= Work to complete =
Below is a listing; restate from it, character for character, the lines beginning at the line holding "filename crates/strata-api/src/main.rs" and ending at the line holding "let config = Config::from_env()?;", both included.
** Opening Entries provided block **
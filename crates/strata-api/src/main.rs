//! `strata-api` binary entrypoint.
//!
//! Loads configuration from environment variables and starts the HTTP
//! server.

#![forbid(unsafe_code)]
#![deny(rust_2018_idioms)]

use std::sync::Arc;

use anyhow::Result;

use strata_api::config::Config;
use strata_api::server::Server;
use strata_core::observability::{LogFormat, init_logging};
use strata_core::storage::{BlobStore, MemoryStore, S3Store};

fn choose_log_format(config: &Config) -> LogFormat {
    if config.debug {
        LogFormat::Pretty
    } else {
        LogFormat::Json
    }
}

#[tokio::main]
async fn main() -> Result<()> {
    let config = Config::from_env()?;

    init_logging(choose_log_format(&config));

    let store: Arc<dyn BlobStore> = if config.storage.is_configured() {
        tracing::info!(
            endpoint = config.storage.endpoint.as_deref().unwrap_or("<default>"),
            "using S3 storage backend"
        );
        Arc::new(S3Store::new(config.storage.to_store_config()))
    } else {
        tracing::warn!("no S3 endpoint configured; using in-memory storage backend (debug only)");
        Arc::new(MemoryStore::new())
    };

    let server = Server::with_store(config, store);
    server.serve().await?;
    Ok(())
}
** Closing Entries provided block **
** Opening Entries provided block **
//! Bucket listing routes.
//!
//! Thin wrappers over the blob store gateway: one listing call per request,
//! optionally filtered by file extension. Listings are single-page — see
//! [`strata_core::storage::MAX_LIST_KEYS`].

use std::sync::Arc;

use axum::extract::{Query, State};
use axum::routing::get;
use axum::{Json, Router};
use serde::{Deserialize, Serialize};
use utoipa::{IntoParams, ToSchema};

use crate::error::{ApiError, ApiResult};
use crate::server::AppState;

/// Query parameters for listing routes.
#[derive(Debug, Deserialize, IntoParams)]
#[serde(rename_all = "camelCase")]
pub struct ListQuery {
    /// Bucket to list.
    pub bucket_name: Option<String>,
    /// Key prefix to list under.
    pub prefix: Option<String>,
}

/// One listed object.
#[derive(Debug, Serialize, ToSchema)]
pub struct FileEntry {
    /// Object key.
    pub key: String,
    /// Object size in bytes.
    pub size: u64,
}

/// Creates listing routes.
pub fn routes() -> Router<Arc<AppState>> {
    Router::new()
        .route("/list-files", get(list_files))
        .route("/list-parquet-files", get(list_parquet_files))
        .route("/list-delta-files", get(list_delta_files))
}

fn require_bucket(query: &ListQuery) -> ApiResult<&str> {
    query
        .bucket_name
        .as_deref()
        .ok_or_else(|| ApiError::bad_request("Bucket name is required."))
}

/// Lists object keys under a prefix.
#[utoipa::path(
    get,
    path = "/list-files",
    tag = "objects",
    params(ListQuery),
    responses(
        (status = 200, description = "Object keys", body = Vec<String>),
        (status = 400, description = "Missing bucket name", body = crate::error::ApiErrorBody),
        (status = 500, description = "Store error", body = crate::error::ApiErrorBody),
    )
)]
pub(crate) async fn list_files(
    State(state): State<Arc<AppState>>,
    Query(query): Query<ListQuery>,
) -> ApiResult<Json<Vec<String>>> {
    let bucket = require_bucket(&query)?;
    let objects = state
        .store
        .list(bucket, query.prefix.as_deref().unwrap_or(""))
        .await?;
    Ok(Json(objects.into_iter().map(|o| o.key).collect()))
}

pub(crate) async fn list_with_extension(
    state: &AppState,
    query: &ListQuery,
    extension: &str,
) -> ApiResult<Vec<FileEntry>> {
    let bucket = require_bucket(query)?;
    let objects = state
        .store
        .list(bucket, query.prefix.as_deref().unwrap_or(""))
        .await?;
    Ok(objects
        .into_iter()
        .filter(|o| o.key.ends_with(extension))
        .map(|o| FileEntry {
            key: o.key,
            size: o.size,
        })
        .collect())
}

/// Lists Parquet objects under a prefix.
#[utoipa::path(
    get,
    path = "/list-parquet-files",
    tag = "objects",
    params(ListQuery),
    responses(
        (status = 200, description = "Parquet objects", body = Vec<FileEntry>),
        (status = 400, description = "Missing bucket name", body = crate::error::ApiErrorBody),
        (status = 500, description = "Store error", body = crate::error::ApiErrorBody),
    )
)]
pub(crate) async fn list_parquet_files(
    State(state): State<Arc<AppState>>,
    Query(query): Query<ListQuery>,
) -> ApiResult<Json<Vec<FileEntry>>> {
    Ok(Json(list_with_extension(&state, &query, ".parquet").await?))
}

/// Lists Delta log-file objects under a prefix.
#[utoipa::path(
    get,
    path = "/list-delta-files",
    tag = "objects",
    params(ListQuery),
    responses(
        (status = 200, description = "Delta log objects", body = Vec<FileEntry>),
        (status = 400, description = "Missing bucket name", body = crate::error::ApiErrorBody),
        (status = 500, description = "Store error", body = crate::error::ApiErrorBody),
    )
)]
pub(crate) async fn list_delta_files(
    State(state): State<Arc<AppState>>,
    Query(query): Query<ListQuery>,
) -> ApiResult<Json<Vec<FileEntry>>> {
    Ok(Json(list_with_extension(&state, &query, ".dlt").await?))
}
** Closing Entries provided block **
** Opening Entries provided block **
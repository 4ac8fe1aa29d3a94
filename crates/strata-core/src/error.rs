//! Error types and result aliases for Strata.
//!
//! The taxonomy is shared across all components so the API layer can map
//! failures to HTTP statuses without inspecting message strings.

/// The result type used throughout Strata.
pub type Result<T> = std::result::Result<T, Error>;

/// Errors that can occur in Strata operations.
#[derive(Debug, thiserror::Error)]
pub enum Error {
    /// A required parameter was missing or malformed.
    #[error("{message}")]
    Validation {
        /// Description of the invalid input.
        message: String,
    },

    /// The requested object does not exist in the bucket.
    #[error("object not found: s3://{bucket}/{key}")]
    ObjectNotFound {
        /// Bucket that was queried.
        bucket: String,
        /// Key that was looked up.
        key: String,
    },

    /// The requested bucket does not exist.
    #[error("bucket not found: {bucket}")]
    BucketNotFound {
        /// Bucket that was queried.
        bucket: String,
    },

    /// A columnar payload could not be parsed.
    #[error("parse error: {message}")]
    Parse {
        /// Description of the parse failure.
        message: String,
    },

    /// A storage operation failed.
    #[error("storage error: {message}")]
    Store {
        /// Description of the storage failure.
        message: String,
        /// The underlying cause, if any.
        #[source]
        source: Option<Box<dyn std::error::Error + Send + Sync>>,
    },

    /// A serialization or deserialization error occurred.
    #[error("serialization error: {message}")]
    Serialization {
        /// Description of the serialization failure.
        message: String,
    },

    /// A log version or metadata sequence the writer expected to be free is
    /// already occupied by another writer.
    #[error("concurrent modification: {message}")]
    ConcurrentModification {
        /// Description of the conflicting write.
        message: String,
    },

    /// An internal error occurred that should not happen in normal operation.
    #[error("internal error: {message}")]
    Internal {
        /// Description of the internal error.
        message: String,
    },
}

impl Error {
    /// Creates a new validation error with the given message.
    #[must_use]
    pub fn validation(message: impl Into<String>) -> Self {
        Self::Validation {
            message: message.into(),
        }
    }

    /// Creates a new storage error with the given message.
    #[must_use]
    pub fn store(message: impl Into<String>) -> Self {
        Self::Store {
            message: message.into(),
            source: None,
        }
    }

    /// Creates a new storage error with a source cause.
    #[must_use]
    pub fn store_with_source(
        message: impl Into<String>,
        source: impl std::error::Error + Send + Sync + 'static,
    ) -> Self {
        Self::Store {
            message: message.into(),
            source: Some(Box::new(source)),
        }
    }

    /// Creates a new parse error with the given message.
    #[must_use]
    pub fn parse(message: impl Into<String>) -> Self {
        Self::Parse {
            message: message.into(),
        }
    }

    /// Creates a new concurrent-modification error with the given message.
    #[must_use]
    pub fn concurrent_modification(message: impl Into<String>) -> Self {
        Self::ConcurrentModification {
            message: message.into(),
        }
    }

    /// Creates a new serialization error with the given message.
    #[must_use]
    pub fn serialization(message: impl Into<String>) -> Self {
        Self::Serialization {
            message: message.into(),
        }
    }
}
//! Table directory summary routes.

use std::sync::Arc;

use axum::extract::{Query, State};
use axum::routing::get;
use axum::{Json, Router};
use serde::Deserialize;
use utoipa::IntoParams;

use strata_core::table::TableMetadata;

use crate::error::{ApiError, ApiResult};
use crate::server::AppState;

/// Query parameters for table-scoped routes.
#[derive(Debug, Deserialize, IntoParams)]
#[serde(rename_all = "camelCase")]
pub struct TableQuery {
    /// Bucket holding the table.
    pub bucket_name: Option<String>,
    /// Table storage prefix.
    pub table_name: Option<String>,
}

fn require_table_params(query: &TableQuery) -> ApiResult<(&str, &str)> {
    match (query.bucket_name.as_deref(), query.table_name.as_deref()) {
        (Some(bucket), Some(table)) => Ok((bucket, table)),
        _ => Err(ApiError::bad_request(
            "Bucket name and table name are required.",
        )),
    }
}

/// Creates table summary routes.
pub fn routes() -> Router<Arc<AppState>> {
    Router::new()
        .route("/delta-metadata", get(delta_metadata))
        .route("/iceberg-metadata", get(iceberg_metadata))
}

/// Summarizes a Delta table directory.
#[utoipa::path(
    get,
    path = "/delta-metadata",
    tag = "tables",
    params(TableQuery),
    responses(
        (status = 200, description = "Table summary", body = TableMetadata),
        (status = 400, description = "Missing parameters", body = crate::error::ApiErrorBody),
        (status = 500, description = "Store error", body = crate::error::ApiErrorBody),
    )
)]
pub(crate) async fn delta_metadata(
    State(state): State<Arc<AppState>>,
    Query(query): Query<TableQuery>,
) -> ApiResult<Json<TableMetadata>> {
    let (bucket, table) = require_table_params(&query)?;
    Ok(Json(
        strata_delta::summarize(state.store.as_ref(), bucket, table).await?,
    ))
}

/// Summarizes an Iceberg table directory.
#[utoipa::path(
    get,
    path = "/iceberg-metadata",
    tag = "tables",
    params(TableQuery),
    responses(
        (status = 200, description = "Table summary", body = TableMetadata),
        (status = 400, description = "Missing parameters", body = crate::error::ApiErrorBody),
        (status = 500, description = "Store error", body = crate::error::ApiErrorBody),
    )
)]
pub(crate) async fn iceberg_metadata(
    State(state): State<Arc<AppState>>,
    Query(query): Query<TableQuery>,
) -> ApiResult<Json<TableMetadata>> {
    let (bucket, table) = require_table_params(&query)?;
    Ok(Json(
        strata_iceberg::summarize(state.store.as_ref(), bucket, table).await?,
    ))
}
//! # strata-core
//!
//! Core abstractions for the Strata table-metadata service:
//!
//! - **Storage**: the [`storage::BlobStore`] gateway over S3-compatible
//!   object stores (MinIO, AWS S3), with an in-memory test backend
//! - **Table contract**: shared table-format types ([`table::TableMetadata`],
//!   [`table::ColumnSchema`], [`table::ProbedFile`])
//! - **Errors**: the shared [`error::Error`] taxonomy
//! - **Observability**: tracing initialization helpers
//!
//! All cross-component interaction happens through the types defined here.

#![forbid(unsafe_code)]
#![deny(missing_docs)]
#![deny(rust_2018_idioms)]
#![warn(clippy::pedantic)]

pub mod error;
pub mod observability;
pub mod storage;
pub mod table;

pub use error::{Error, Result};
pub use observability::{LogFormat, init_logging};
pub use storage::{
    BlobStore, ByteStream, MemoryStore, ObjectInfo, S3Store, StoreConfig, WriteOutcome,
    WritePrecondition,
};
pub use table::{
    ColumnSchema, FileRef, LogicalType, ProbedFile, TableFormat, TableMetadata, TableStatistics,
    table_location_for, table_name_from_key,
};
** Closing Entries provided block **
= Solution for this problem =
filename crates/strata-api/src/main.rs
//! `strata-api` binary entrypoint.
//!
//! Loads configuration from environment variables and starts the HTTP
//! server.

#![forbid(unsafe_code)]
#![deny(rust_2018_idioms)]

use std::sync::Arc;

use anyhow::Result;

use strata_api::config::Config;
use strata_api::server::Server;
use strata_core::observability::{LogFormat, init_logging};
use strata_core::storage::{BlobStore, MemoryStore, S3Store};

fn choose_log_format(config: &Config) -> LogFormat {
    if config.debug {
        LogFormat::Pretty
    } else {
        LogFormat::Json
    }
}

#[tokio::main]
async fn main() -> Result<()> {
    let config = Config::from_env()?;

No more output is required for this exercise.